Today's Reading
REINER KNIZIA IS SOMETIMES CALLED the Mozart of German game design—the bizarre prodigy who effortlessly churns out these elegant, profoundly original game designs. As the German and larger European board-game scene was heating up in the 1980s and '90s, Knizia was sitting on top of it all, spewing forth hundreds of new games.
In a lecture on his game design process, Knizia said that the most important tool in his game design toolbox was the scoring system, because it sets the player's motivations in the game. Scores tell the players what they'll want during the game. And this is the heart of how game designers shape our actions—and how those actions will feel—in the game. A scoring system specifies motivations for the player to adopt.

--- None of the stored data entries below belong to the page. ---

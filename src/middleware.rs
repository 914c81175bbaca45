use axum::{
    extract::{ConnectInfo, MatchedPath, Request, State},
    http::{header, HeaderName, HeaderValue, StatusCode},
    middleware::Next,
    response::{IntoResponse, Response},
};
use std::any::Any;
use std::net::SocketAddr;
use std::sync::Arc;
use std::time::Instant;
use tracing::{error, info, info_span, warn, Instrument};
use uuid::Uuid;

use crate::models::AppState;
use crate::utils;

pub const REQUEST_ID_HEADER: &str = "x-request-id";
pub const UNMATCHED_ROUTE: &str = "unmatched";

const RATE_LIMIT_LIMIT: HeaderName = HeaderName::from_static("ratelimit-limit");
const RATE_LIMIT_REMAINING: HeaderName = HeaderName::from_static("ratelimit-remaining");
const RATE_LIMIT_RESET: HeaderName = HeaderName::from_static("ratelimit-reset");

// Reuse the caller's request id or mint one, log one access line per request
pub async fn request_context(mut req: Request, next: Next) -> Response {
    let request_id = req
        .headers()
        .get(REQUEST_ID_HEADER)
        .and_then(|value| value.to_str().ok())
        .filter(|value| !value.is_empty())
        .map(str::to_string)
        .unwrap_or_else(|| Uuid::new_v4().to_string());
    let request_id_value = HeaderValue::from_str(&request_id).ok();

    if let Some(value) = &request_id_value {
        req.headers_mut().insert(REQUEST_ID_HEADER, value.clone());
    }

    let method = req.method().clone();
    let uri = req.uri().clone();
    let user_agent = req
        .headers()
        .get(header::USER_AGENT)
        .and_then(|value| value.to_str().ok())
        .unwrap_or("-")
        .to_string();

    let span = info_span!(
        "request",
        method = %method,
        path = %uri.path(),
        request_id = %request_id
    );
    let started = Instant::now();

    let mut response = next.run(req).instrument(span.clone()).await;

    if let Some(value) = request_id_value {
        response.headers_mut().insert(REQUEST_ID_HEADER, value);
    }

    span.in_scope(|| {
        info!(
            status = response.status().as_u16(),
            latency_ms = started.elapsed().as_millis() as u64,
            user_agent = %user_agent,
            "{} {}",
            method,
            uri
        );
    });

    response
}

pub async fn security_headers(req: Request, next: Next) -> Response {
    let mut response = next.run(req).await;
    let headers = response.headers_mut();

    headers.insert(header::X_CONTENT_TYPE_OPTIONS, HeaderValue::from_static("nosniff"));
    headers.insert(header::X_FRAME_OPTIONS, HeaderValue::from_static("DENY"));
    headers.insert(header::REFERRER_POLICY, HeaderValue::from_static("no-referrer"));
    headers.insert(
        header::STRICT_TRANSPORT_SECURITY,
        HeaderValue::from_static("max-age=15552000; includeSubDomains"),
    );
    headers.insert(header::X_DNS_PREFETCH_CONTROL, HeaderValue::from_static("off"));
    headers.insert(
        HeaderName::from_static("cross-origin-resource-policy"),
        HeaderValue::from_static("same-origin"),
    );

    response
}

// Peer address first, then the proxy-supplied client address
fn client_key(req: &Request) -> String {
    req.extensions()
        .get::<ConnectInfo<SocketAddr>>()
        .map(|ConnectInfo(addr)| addr.ip().to_string())
        .or_else(|| utils::forwarded_for(req.headers()))
        .unwrap_or_else(|| "unknown".to_string())
}

pub async fn rate_limit(State(state): State<Arc<AppState>>, req: Request, next: Next) -> Response {
    let key = client_key(&req);
    let decision = state.rate_limiter.check(&key);

    let mut response = if decision.allowed {
        next.run(req).await
    } else {
        warn!("Rate limit exceeded for {}", key);
        state.metrics.record_rate_limited();

        let mut rejected = utils::build_error_response(
            StatusCode::TOO_MANY_REQUESTS,
            "Too many requests, please try again later.",
        )
        .into_response();
        rejected
            .headers_mut()
            .insert(header::RETRY_AFTER, HeaderValue::from(decision.reset_secs()));
        rejected
    };

    let headers = response.headers_mut();
    headers.insert(RATE_LIMIT_LIMIT, HeaderValue::from(decision.limit));
    headers.insert(RATE_LIMIT_REMAINING, HeaderValue::from(decision.remaining));
    headers.insert(RATE_LIMIT_RESET, HeaderValue::from(decision.reset_secs()));

    response
}

pub async fn record_metrics(
    State(state): State<Arc<AppState>>,
    req: Request,
    next: Next,
) -> Response {
    let route = req
        .extensions()
        .get::<MatchedPath>()
        .map(|path| path.as_str().to_string())
        .unwrap_or_else(|| UNMATCHED_ROUTE.to_string());
    let method = req.method().to_string();
    let started = Instant::now();

    let response = next.run(req).await;

    state
        .metrics
        .record_request(&method, &route, response.status().as_u16(), started.elapsed());
    response
}

// Panics inside handlers become the generic 500 envelope
pub fn handle_panic(err: Box<dyn Any + Send + 'static>) -> Response {
    let detail = if let Some(message) = err.downcast_ref::<String>() {
        message.clone()
    } else if let Some(message) = err.downcast_ref::<&str>() {
        message.to_string()
    } else {
        "unknown panic payload".to_string()
    };
    error!("Handler panicked: {}", detail);

    utils::build_error_response(StatusCode::INTERNAL_SERVER_ERROR, "Something went wrong!")
        .into_response()
}
use anyhow::{anyhow, Context, Result};
use async_trait::async_trait;
use serde::{Deserialize, Serialize};
use std::fmt;
use std::future::Future;
use std::path::PathBuf;
use std::process::Stdio;
use tokio::process::Command;
use tokio::time::{interval_at, Instant, MissedTickBehavior};
use tracing::{error, info};

use crate::config::OracleSimulatorConfig;

#[derive(Debug, Clone, Copy, PartialEq, Eq, Hash)]
pub enum ScriptCommand {
    Setup,
    ClearMarket,
    Status,
}

impl ScriptCommand {
    pub fn as_arg(&self) -> &'static str {
        match self {
            ScriptCommand::Setup => "setup",
            ScriptCommand::ClearMarket => "clear-market",
            ScriptCommand::Status => "status",
        }
    }
}

impl fmt::Display for ScriptCommand {
    fn fmt(&self, f: &mut fmt::Formatter) -> fmt::Result {
        f.write_str(self.as_arg())
    }
}

// Runs one contract interaction command and returns its stdout.
#[async_trait]
pub trait ScriptRunner: Send + Sync {
    async fn run(&self, command: ScriptCommand) -> Result<String>;
}

// Runs the interaction shell script as a child process.
pub struct ShellScriptRunner {
    script_path: PathBuf,
    env: Vec<(&'static str, String)>,
}

impl ShellScriptRunner {
    pub fn new(script_path: impl Into<PathBuf>) -> Self {
        Self {
            script_path: script_path.into(),
            env: Vec::new(),
        }
    }

    // The script reads the same connection settings as the simulator
    pub fn from_config(config: &OracleSimulatorConfig) -> Self {
        Self {
            script_path: config.script_path.clone(),
            env: vec![
                ("SUBSTRATE_WS_URL", config.substrate_ws_url.clone()),
                ("KAFKA_BOOTSTRAP_SERVERS", config.kafka_bootstrap_servers.clone()),
                ("ORACLE_ACCOUNT_SEED", config.oracle_account_seed.clone()),
            ],
        }
    }
}

#[async_trait]
impl ScriptRunner for ShellScriptRunner {
    async fn run(&self, command: ScriptCommand) -> Result<String> {
        let output = Command::new(&self.script_path)
            .arg(command.as_arg())
            .envs(self.env.iter().map(|(key, value)| (*key, value.as_str())))
            .stdin(Stdio::inherit())
            .stdout(Stdio::piped())
            .stderr(Stdio::piped())
            .output()
            .await
            .with_context(|| format!("Failed to run {} {}", self.script_path.display(), command))?;

        if output.status.success() {
            return Ok(String::from_utf8_lossy(&output.stdout).into_owned());
        }

        let code = output
            .status
            .code()
            .map(|code| code.to_string())
            .unwrap_or_else(|| "signal".to_string());
        Err(anyhow!(
            "Script failed with code {}: {}",
            code,
            String::from_utf8_lossy(&output.stderr).trim()
        ))
    }
}

#[derive(Debug, Clone, Deserialize)]
struct ContractEntry {
    address: String,
}

#[derive(Debug, Clone, Deserialize)]
struct DeployedContracts {
    registry: ContractEntry,
    grid_token: ContractEntry,
    trading: ContractEntry,
    oracle_client: ContractEntry,
}

#[derive(Debug, Clone, Deserialize)]
struct DeploymentSummary {
    contracts: DeployedContracts,
}

#[derive(Debug, Clone, Deserialize)]
struct DeploymentSummaryFile {
    deployment_summary: DeploymentSummary,
}

// Addresses of the deployed contracts the simulator drives.
#[derive(Debug, Clone, PartialEq, Eq, Serialize)]
pub struct ContractAddresses {
    pub registry: String,
    pub grid_token: String,
    pub trading: String,
    pub oracle_client: String,
}

impl ContractAddresses {
    pub fn from_summary_json(raw: &str) -> Result<Self> {
        let file: DeploymentSummaryFile =
            serde_json::from_str(raw).context("Malformed deployment summary")?;
        let contracts = file.deployment_summary.contracts;

        Ok(Self {
            registry: contracts.registry.address,
            grid_token: contracts.grid_token.address,
            trading: contracts.trading.address,
            oracle_client: contracts.oracle_client.address,
        })
    }
}

#[derive(Debug, Clone, Copy, Default, PartialEq, Eq, Serialize)]
pub struct CycleStats {
    pub cycles: u64,
    pub clearings_ok: u64,
    pub clearings_failed: u64,
    pub status_ok: u64,
    pub status_failed: u64,
}

pub struct OracleSimulator<R: ScriptRunner> {
    config: OracleSimulatorConfig,
    runner: R,
    contract_addresses: Option<ContractAddresses>,
    setup_complete: bool,
    stats: CycleStats,
}

impl<R: ScriptRunner> OracleSimulator<R> {
    pub fn new(config: OracleSimulatorConfig, runner: R) -> Self {
        Self {
            config,
            runner,
            contract_addresses: None,
            setup_complete: false,
            stats: CycleStats::default(),
        }
    }

    pub fn runner(&self) -> &R {
        &self.runner
    }

    pub fn contract_addresses(&self) -> Option<&ContractAddresses> {
        self.contract_addresses.as_ref()
    }

    pub fn setup_complete(&self) -> bool {
        self.setup_complete
    }

    pub fn stats(&self) -> CycleStats {
        self.stats
    }

    pub async fn wait_for_contracts(&self) {
        info!("Waiting for contract deployment to complete...");
        let summary_path = self.config.deployment_summary_path();

        while !tokio::fs::try_exists(&summary_path).await.unwrap_or(false) {
            info!(path = %summary_path.display(), "Waiting for contracts to be deployed...");
            tokio::time::sleep(self.config.deployment_poll_interval).await;
        }

        info!("Contracts are deployed and ready");
    }

    pub async fn load_contract_addresses(&mut self) -> Result<&ContractAddresses> {
        let summary_path = self.config.deployment_summary_path();
        let raw = tokio::fs::read_to_string(&summary_path)
            .await
            .with_context(|| format!("Failed to read {}", summary_path.display()))?;
        let addresses = ContractAddresses::from_summary_json(&raw)?;

        info!(
            registry = %addresses.registry,
            grid_token = %addresses.grid_token,
            trading = %addresses.trading,
            oracle_client = %addresses.oracle_client,
            "Contract addresses loaded"
        );

        Ok(&*self.contract_addresses.insert(addresses))
    }

    // Runs once; a failure leaves the simulator usable without demo data
    pub async fn setup_demo_data(&mut self) {
        if self.setup_complete {
            info!("Demo data already setup, skipping...");
            return;
        }

        info!("Setting up demo data...");
        match self.runner.run(ScriptCommand::Setup).await {
            Ok(_) => {
                info!("Demo data setup completed");
                self.setup_complete = true;
            }
            Err(err) => error!("Failed to setup demo data: {:#}", err),
        }
    }

    pub async fn initialize(&mut self) -> Result<()> {
        info!("Initializing Oracle Simulator...");

        self.wait_for_contracts().await;
        if let Err(err) = self.load_contract_addresses().await {
            error!("Failed to load contract addresses: {:#}", err);
            return Err(err);
        }
        self.setup_demo_data().await;

        info!("Oracle Simulator initialized successfully");
        Ok(())
    }

    pub async fn execute_market_clearing(&mut self) -> bool {
        info!("Executing market clearing...");
        match self.runner.run(ScriptCommand::ClearMarket).await {
            Ok(_) => {
                info!("Market clearing executed successfully");
                self.stats.clearings_ok += 1;
                true
            }
            Err(err) => {
                error!("Failed to execute market clearing: {:#}", err);
                self.stats.clearings_failed += 1;
                false
            }
        }
    }

    pub async fn check_system_status(&mut self) -> bool {
        info!("Checking system status...");
        match self.runner.run(ScriptCommand::Status).await {
            Ok(_) => {
                info!("System status checked successfully");
                self.stats.status_ok += 1;
                true
            }
            Err(err) => {
                error!("Failed to check system status: {:#}", err);
                self.stats.status_failed += 1;
                false
            }
        }
    }

    // Initial clearing, then clearing and status every interval until shutdown
    pub async fn run_until<F>(&mut self, shutdown: F) -> Result<CycleStats>
    where
        F: Future<Output = ()>,
    {
        tokio::pin!(shutdown);

        tokio::select! {
            result = self.initialize() => result?,
            _ = &mut shutdown => {
                info!("Shutdown requested during initialization");
                return Ok(self.stats);
            }
        }

        let period = self.config.processing_interval;
        let first_tick = Instant::now()
            .checked_add(period)
            .ok_or_else(|| anyhow!("Processing interval {:?} is out of range", period))?;
        info!("Oracle Simulator is running with {}s intervals", period.as_secs());

        self.execute_market_clearing().await;

        let mut ticker = interval_at(first_tick, period);
        ticker.set_missed_tick_behavior(MissedTickBehavior::Delay);

        loop {
            tokio::select! {
                _ = &mut shutdown => {
                    info!("Received shutdown signal, gracefully shutting down...");
                    break;
                }
                _ = ticker.tick() => {
                    info!("Periodic market clearing started");
                    self.stats.cycles += 1;
                    self.execute_market_clearing().await;
                    self.check_system_status().await;
                }
            }
        }

        Ok(self.stats)
    }
}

You can make a game out of the simplest things: a few rules and a goal. One of the more elegant modern game designs is The Mind. The game is comically simple. There's a deck with a hundred cards in it, numbered from 1 to 100. For level one, you shuffle the deck and deal each player one random card. The goal is for all players to work together as a team to play the cards in order, from lowest to highest. But there is one single, glorious catch: You're not allowed to communicate. You can't talk, signal, grunt, or gesture to each other. You have to coordinate wordlessly to play those cards in order. If you can do it for level one, you go up to level two: Reshuffle the deck, and deal two random cards to each person. For a four-player game, you win the game if you can beat level eight—that's eight random cards dealt to each person, to be played out in perfect order, in total silence.
The game asks you to do the seemingly impossible: to be telepathic. And then it teaches you how that's actually possible. You play the game by developing a shared sense of timing for how long you should wait to play a given card. And you can get very good at it together. Your group can play these wild, precise sequences in lockstep tempo. It will start to feel like you can touch the inside of each other's brains and hear a collective clock ticking.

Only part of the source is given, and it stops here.